Ask any physical therapist about their biggest challenge, and they'll tell you it's getting patients to finish their therapy. Most patients go to a handful of sessions, then stop. 

But what if going to therapy meant being transported to a whole new world? What if it felt more like a video game? A Central Florida company has come up with a way to revolutionize it. 

Taylor Blackwell was 19 when he lost two limbs in a motorcycle accident. Blackwell’s leg was severely crushed and his arm got caught in the bike and pulled out. After 18 surgeries, doctors had to amputate above the knee. His dream of joining the military was shattered. 

Forced to switch gears, he decided to help other amputees.
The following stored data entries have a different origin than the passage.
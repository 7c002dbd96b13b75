// HTTP request and response abstractions consumed by the binding pipeline

use crate::param::{Value, value};
use bytes::Bytes;
use http::StatusCode;
use parking_lot::{Mutex, RwLock};
use std::collections::HashMap;
use std::fmt;
use std::io::{self, Read};
use std::sync::Arc;
use std::sync::atomic::{AtomicBool, AtomicU16, Ordering};

/// The request body stream.
///
/// A body is handed out at most once; see [`HttpRequest::take_body`].
pub enum RequestBody {
    /// A fully buffered body.
    Bytes(Bytes),
    /// A streaming body read on demand.
    Reader(Box<dyn Read + Send>),
}

impl RequestBody {
    /// Drain the stream into memory.
    pub fn read_all(self) -> io::Result<Bytes> {
        match self {
            RequestBody::Bytes(bytes) => Ok(bytes),
            RequestBody::Reader(mut reader) => {
                let mut buf = Vec::new();
                reader.read_to_end(&mut buf)?;
                Ok(Bytes::from(buf))
            }
        }
    }
}

impl fmt::Debug for RequestBody {
    fn fmt(&self, f: &mut fmt::Formatter<'_>) -> fmt::Result {
        match self {
            RequestBody::Bytes(b) => f.debug_tuple("Bytes").field(&b.len()).finish(),
            RequestBody::Reader(_) => f.write_str("Reader"),
        }
    }
}

/// HTTP request wrapper
pub struct HttpRequest {
    pub method: String,
    pub path: String,
    /// Header pairs in arrival order. Lookups ignore name case.
    pub headers: Vec<(String, String)>,
    /// Query string pairs in arrival order.
    pub query_params: Vec<(String, String)>,
    session: Option<Arc<Session>>,
    body: Mutex<Option<RequestBody>>,
}

impl HttpRequest {
    /// Create a request. A query string in `target` is split into `query_params`.
    pub fn new(method: impl Into<String>, target: impl Into<String>) -> Self {
        let target = target.into();
        let (path, query_params) = match target.split_once('?') {
            Some((path, query)) => (
                path.to_string(),
                serde_urlencoded::from_str::<Vec<(String, String)>>(query).unwrap_or_default(),
            ),
            None => (target, Vec::new()),
        };

        Self {
            method: method.into(),
            path,
            headers: Vec::new(),
            query_params,
            session: None,
            body: Mutex::new(None),
        }
    }

    pub fn with_header(mut self, name: impl Into<String>, value: impl Into<String>) -> Self {
        self.headers.push((name.into(), value.into()));
        self
    }

    pub fn with_query(mut self, name: impl Into<String>, value: impl Into<String>) -> Self {
        self.query_params.push((name.into(), value.into()));
        self
    }

    pub fn with_body(self, body: impl Into<Bytes>) -> Self {
        *self.body.lock() = Some(RequestBody::Bytes(body.into()));
        self
    }

    pub fn with_reader(self, reader: impl Read + Send + 'static) -> Self {
        *self.body.lock() = Some(RequestBody::Reader(Box::new(reader)));
        self
    }

    pub fn with_session(mut self, session: Arc<Session>) -> Self {
        self.session = Some(session);
        self
    }

    /// First value of a header, matched case-insensitively.
    pub fn header(&self, name: &str) -> Option<&str> {
        self.headers
            .iter()
            .find(|(k, _)| k.eq_ignore_ascii_case(name))
            .map(|(_, v)| v.as_str())
    }

    /// All values of a header, matched case-insensitively.
    pub fn header_values(&self, name: &str) -> Vec<&str> {
        self.headers
            .iter()
            .filter(|(k, _)| k.eq_ignore_ascii_case(name))
            .map(|(_, v)| v.as_str())
            .collect()
    }

    /// First value of a query parameter.
    pub fn query(&self, name: &str) -> Option<&str> {
        self.query_params
            .iter()
            .find(|(k, _)| k == name)
            .map(|(_, v)| v.as_str())
    }

    /// The raw `Content-Type` header.
    pub fn content_type(&self) -> Option<&str> {
        self.header(http::header::CONTENT_TYPE.as_str())
    }

    /// The `Content-Type` without parameters, lower-cased.
    pub fn media_type(&self) -> Option<String> {
        self.content_type().map(|ct| {
            ct.split(';')
                .next()
                .unwrap_or_default()
                .trim()
                .to_ascii_lowercase()
        })
    }

    /// Cookies sent in `Cookie` headers.
    pub fn cookies(&self) -> Vec<Cookie> {
        self.header_values(http::header::COOKIE.as_str())
            .into_iter()
            .flat_map(Cookie::parse_header)
            .collect()
    }

    pub fn session(&self) -> Option<&Arc<Session>> {
        self.session.as_ref()
    }

    /// Trailing extension of the last path segment, e.g. `json` for `/items.json`.
    pub fn path_extension(&self) -> Option<&str> {
        let last = self.path.rsplit('/').next()?;
        let (stem, ext) = last.rsplit_once('.')?;
        if stem.is_empty() || ext.is_empty() {
            return None;
        }
        Some(ext)
    }

    /// Whether the body stream is still available.
    pub fn has_body(&self) -> bool {
        self.body.lock().is_some()
    }

    /// Take the body stream. Later calls return `None`.
    pub fn take_body(&self) -> Option<RequestBody> {
        self.body.lock().take()
    }
}

impl fmt::Debug for HttpRequest {
    fn fmt(&self, f: &mut fmt::Formatter<'_>) -> fmt::Result {
        f.debug_struct("HttpRequest")
            .field("method", &self.method)
            .field("path", &self.path)
            .field("headers", &self.headers)
            .field("query_params", &self.query_params)
            .field("has_session", &self.session.is_some())
            .field("has_body", &self.has_body())
            .finish()
    }
}

/// HTTP response wrapper.
///
/// Shared as `Arc<HttpResponse>` between the dispatcher, handlers that take
/// the response as a parameter, and view resolvers, so all state is behind
/// interior mutability.
#[derive(Debug)]
pub struct HttpResponse {
    status: AtomicU16,
    headers: Mutex<Vec<(String, String)>>,
    cookies: Mutex<Vec<Cookie>>,
    body: Mutex<Vec<u8>>,
    committed: AtomicBool,
}

impl HttpResponse {
    pub fn new() -> Self {
        Self {
            status: AtomicU16::new(StatusCode::OK.as_u16()),
            headers: Mutex::new(Vec::new()),
            cookies: Mutex::new(Vec::new()),
            body: Mutex::new(Vec::new()),
            committed: AtomicBool::new(false),
        }
    }

    pub fn status(&self) -> StatusCode {
        StatusCode::from_u16(self.status.load(Ordering::Acquire))
            .unwrap_or(StatusCode::INTERNAL_SERVER_ERROR)
    }

    pub fn set_status(&self, status: StatusCode) {
        self.status.store(status.as_u16(), Ordering::Release);
    }

    /// Replace every value of a header.
    pub fn set_header(&self, name: impl Into<String>, value: impl Into<String>) {
        let name = name.into();
        let mut headers = self.headers.lock();
        headers.retain(|(k, _)| !k.eq_ignore_ascii_case(&name));
        headers.push((name, value.into()));
    }

    pub fn add_header(&self, name: impl Into<String>, value: impl Into<String>) {
        self.headers.lock().push((name.into(), value.into()));
    }

    pub fn header(&self, name: &str) -> Option<String> {
        self.headers
            .lock()
            .iter()
            .find(|(k, _)| k.eq_ignore_ascii_case(name))
            .map(|(_, v)| v.clone())
    }

    pub fn headers(&self) -> Vec<(String, String)> {
        self.headers.lock().clone()
    }

    pub fn set_content_type(&self, content_type: impl Into<String>) {
        self.set_header(http::header::CONTENT_TYPE.as_str(), content_type);
    }

    pub fn add_cookie(&self, cookie: Cookie) {
        self.cookies.lock().push(cookie);
    }

    pub fn cookies(&self) -> Vec<Cookie> {
        self.cookies.lock().clone()
    }

    /// Append bytes to the body. The response counts as committed afterwards.
    pub fn write(&self, bytes: &[u8]) {
        self.body.lock().extend_from_slice(bytes);
        self.committed.store(true, Ordering::Release);
    }

    pub fn body(&self) -> Vec<u8> {
        self.body.lock().clone()
    }

    pub fn body_string(&self) -> String {
        String::from_utf8_lossy(&self.body.lock()).into_owned()
    }

    pub fn is_committed(&self) -> bool {
        self.committed.load(Ordering::Acquire)
    }
}

impl Default for HttpResponse {
    fn default() -> Self {
        Self::new()
    }
}

/// A request or response cookie.
#[derive(Debug, Clone, PartialEq, Eq)]
pub struct Cookie {
    pub name: String,
    pub value: String,
    pub path: Option<String>,
    pub domain: Option<String>,
    pub max_age: Option<i64>,
    pub http_only: bool,
    pub secure: bool,
}

impl Cookie {
    pub fn new(name: impl Into<String>, value: impl Into<String>) -> Self {
        Self {
            name: name.into(),
            value: value.into(),
            path: None,
            domain: None,
            max_age: None,
            http_only: false,
            secure: false,
        }
    }

    pub fn with_path(mut self, path: impl Into<String>) -> Self {
        self.path = Some(path.into());
        self
    }

    pub fn with_max_age(mut self, seconds: i64) -> Self {
        self.max_age = Some(seconds);
        self
    }

    pub fn http_only(mut self) -> Self {
        self.http_only = true;
        self
    }

    pub fn secure(mut self) -> Self {
        self.secure = true;
        self
    }

    /// Parse a `Cookie` request header (`a=1; b=2`). Values are percent-decoded.
    pub fn parse_header(header: &str) -> Vec<Cookie> {
        header
            .split(';')
            .filter_map(|pair| {
                let (name, raw) = pair.trim().split_once('=')?;
                let name = name.trim();
                if name.is_empty() {
                    return None;
                }
                let raw = raw.trim().trim_matches('"');
                let value = urlencoding::decode(raw)
                    .map(|v| v.into_owned())
                    .unwrap_or_else(|_| raw.to_string());
                Some(Cookie::new(name, value))
            })
            .collect()
    }

    /// Render as a `Set-Cookie` header value.
    pub fn to_header_value(&self) -> String {
        let mut out = format!("{}={}", self.name, urlencoding::encode(&self.value));
        if let Some(path) = &self.path {
            out.push_str(&format!("; Path={}", path));
        }
        if let Some(domain) = &self.domain {
            out.push_str(&format!("; Domain={}", domain));
        }
        if let Some(max_age) = self.max_age {
            out.push_str(&format!("; Max-Age={}", max_age));
        }
        if self.http_only {
            out.push_str("; HttpOnly");
        }
        if self.secure {
            out.push_str("; Secure");
        }
        out
    }
}

/// Server-side session state keyed by attribute name.
pub struct Session {
    id: String,
    attributes: RwLock<HashMap<String, Value>>,
}

impl Session {
    pub fn new() -> Self {
        Self::with_id(uuid::Uuid::new_v4().to_string())
    }

    pub fn with_id(id: impl Into<String>) -> Self {
        Self {
            id: id.into(),
            attributes: RwLock::new(HashMap::new()),
        }
    }

    pub fn id(&self) -> &str {
        &self.id
    }

    pub fn set_attribute<T: std::any::Any + Send + Sync>(&self, name: impl Into<String>, v: T) {
        self.attributes.write().insert(name.into(), value(v));
    }

    pub fn attribute(&self, name: &str) -> Option<Value> {
        self.attributes.read().get(name).cloned()
    }

    pub fn attribute_as<T: std::any::Any + Clone>(&self, name: &str) -> Option<T> {
        self.attributes
            .read()
            .get(name)
            .and_then(|v| v.downcast_ref::<T>().cloned())
    }

    pub fn remove_attribute(&self, name: &str) -> Option<Value> {
        self.attributes.write().remove(name)
    }

    pub fn attribute_names(&self) -> Vec<String> {
        self.attributes.read().keys().cloned().collect()
    }
}

impl Default for Session {
    fn default() -> Self {
        Self::new()
    }
}

impl fmt::Debug for Session {
    fn fmt(&self, f: &mut fmt::Formatter<'_>) -> fmt::Result {
        f.debug_struct("Session")
            .field("id", &self.id)
            .field("attributes", &self.attribute_names())
            .finish()
    }
}

/// A file uploaded in a multipart body.
#[derive(Debug, Clone, PartialEq, Eq)]
pub struct UploadedFile {
    /// Form field the file was sent under.
    pub field_name: String,
    /// Original filename as sent by the client.
    pub filename: String,
    /// Content type (MIME type)
    pub content_type: String,
    pub data: Bytes,
}

impl UploadedFile {
    pub fn new(
        field_name: impl Into<String>,
        filename: impl Into<String>,
        content_type: impl Into<String>,
        data: impl Into<Bytes>,
    ) -> Self {
        Self {
            field_name: field_name.into(),
            filename: filename.into(),
            content_type: content_type.into(),
            data: data.into(),
        }
    }

    pub fn size(&self) -> usize {
        self.data.len()
    }

    /// Get file extension
    pub fn extension(&self) -> Option<&str> {
        self.filename.rsplit_once('.').map(|(_, ext)| ext)
    }
}
// Error types for the binding and negotiation pipeline

use http::StatusCode;
use thiserror::Error;

/// Boxed error returned by handlers and carried by error views.
pub type BoxError = Box<dyn std::error::Error + Send + Sync + 'static>;

/// A string value could not be converted to a registered target type.
///
/// Raised by the conversion registry only when the target type is supported
/// but the raw text is not a valid value of it. Unsupported targets are not
/// errors; they simply yield no value.
#[derive(Error, Debug, Clone, PartialEq, Eq)]
#[error("cannot convert {raw:?} to {target}: {message}")]
pub struct ConversionError {
    /// Name of the target type.
    pub target: String,
    /// The rejected input.
    pub raw: String,
    /// Underlying parse failure.
    pub message: String,
}

impl ConversionError {
    pub fn new(target: impl Into<String>, raw: impl Into<String>, message: impl Into<String>) -> Self {
        Self {
            target: target.into(),
            raw: raw.into(),
            message: message.into(),
        }
    }
}

/// A data source promised a value of some type and then failed to deliver it.
///
/// Every variant names the parameter being bound, its declared type and the
/// root cause message.
#[derive(Error, Debug, Clone, PartialEq, Eq)]
pub enum BindError {
    #[error("cannot bind parameter '{parameter}' as {target}: {cause}")]
    Conversion {
        parameter: String,
        target: String,
        cause: String,
    },

    #[error("malformed request body for parameter '{parameter}' ({target}): {cause}")]
    MalformedBody {
        parameter: String,
        target: String,
        cause: String,
    },

    #[error("request body for parameter '{parameter}' ({target}) could not be read: {cause}")]
    BodyUnavailable {
        parameter: String,
        target: String,
        cause: String,
    },

    #[error("multipart binding of parameter '{parameter}' ({target}) failed: {cause}")]
    Multipart {
        parameter: String,
        target: String,
        cause: String,
    },
}

impl BindError {
    /// Name of the parameter that failed to bind.
    pub fn parameter(&self) -> &str {
        match self {
            BindError::Conversion { parameter, .. }
            | BindError::MalformedBody { parameter, .. }
            | BindError::BodyUnavailable { parameter, .. }
            | BindError::Multipart { parameter, .. } => parameter,
        }
    }

    /// Declared type of the parameter that failed to bind.
    pub fn target(&self) -> &str {
        match self {
            BindError::Conversion { target, .. }
            | BindError::MalformedBody { target, .. }
            | BindError::BodyUnavailable { target, .. }
            | BindError::Multipart { target, .. } => target,
        }
    }

    /// Root cause message.
    pub fn cause(&self) -> &str {
        match self {
            BindError::Conversion { cause, .. }
            | BindError::MalformedBody { cause, .. }
            | BindError::BodyUnavailable { cause, .. }
            | BindError::Multipart { cause, .. } => cause,
        }
    }

    pub(crate) fn conversion(parameter: &str, target: &str, error: &ConversionError) -> Self {
        BindError::Conversion {
            parameter: parameter.to_string(),
            target: target.to_string(),
            cause: error.message.clone(),
        }
    }
}

#[derive(Error, Debug)]
pub enum Error {
    #[error(transparent)]
    Bind(#[from] BindError),

    #[error("Not Acceptable: {0}")]
    NotAcceptable(String),

    #[error("Route not found: {0}")]
    RouteNotFound(String),

    #[error("No view resolver for result of {result_type}: {cause}")]
    ViewResolverNotFound { result_type: String, cause: String },

    #[error("Handler '{handler}' failed: {source}")]
    Handler {
        handler: String,
        #[source]
        source: BoxError,
    },

    #[error("Render error: {0}")]
    Render(String),

    #[error("Serialization error: {0}")]
    Serialization(#[from] serde_json::Error),

    #[error("IO error: {0}")]
    Io(#[from] std::io::Error),
}

impl Error {
    /// HTTP status the dispatch layer reports for this error.
    pub fn status(&self) -> StatusCode {
        match self {
            Error::Bind(_) => StatusCode::BAD_REQUEST,
            Error::NotAcceptable(_) => StatusCode::NOT_ACCEPTABLE,
            Error::RouteNotFound(_) => StatusCode::NOT_FOUND,
            _ => StatusCode::INTERNAL_SERVER_ERROR,
        }
    }

    pub fn is_client_error(&self) -> bool {
        self.status().is_client_error()
    }

    pub fn is_server_error(&self) -> bool {
        self.status().is_server_error()
    }
}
He reconnected with friend, Matthew Hogan, who’d suffered a serious injury while in the Navy and was already working on a way to change how physical and occupational therapy operates. 

Hogan started a company called M3D-VR. 

"What we really want to accomplish is the improvement of the quality of life," Hogan said. 

He connected virtual reality to an omni-directional treadmill built by a company called Infinadeck. A virtual reality headset transports the patient to anywhere they want to go. Blackwell has spent hours on the deck, helping and advising the team. Hogan is working to take it next level.

"What we wanted to do is bring ramification to that. We wanted the patient to be involved in their therapy by challenging themselves through game play." 

Patients can be fitted with sensors, allowing a therapist to track, and improve on their rehabilitation. Chief Operating Officer Rob Oglesby says the virtual reality aspect is a gift to some patients.

"There's just so much that we can do by immersing people into environments which they would either, one have no opportunity to be immersed in any other way or immersing them back in environments where they're experiencing things that maybe they had lost." Suddenly physical therapy appointments don't seem like such a chore. 

The M3D-VR team is in the early stages of the concept, but say they’ve been showing it off and proving what can be done. Hogan says the future is bright. 

"We feel that for right now what we're developing would be perfect for major hospitals, your VA, your AdventHealth's, your Orlando Health's." 

When asked if they’re on the cusp of revolutionizing physical and occupational therapy, Hogan responded, "I do not mean to make this sound egotistical, but yes."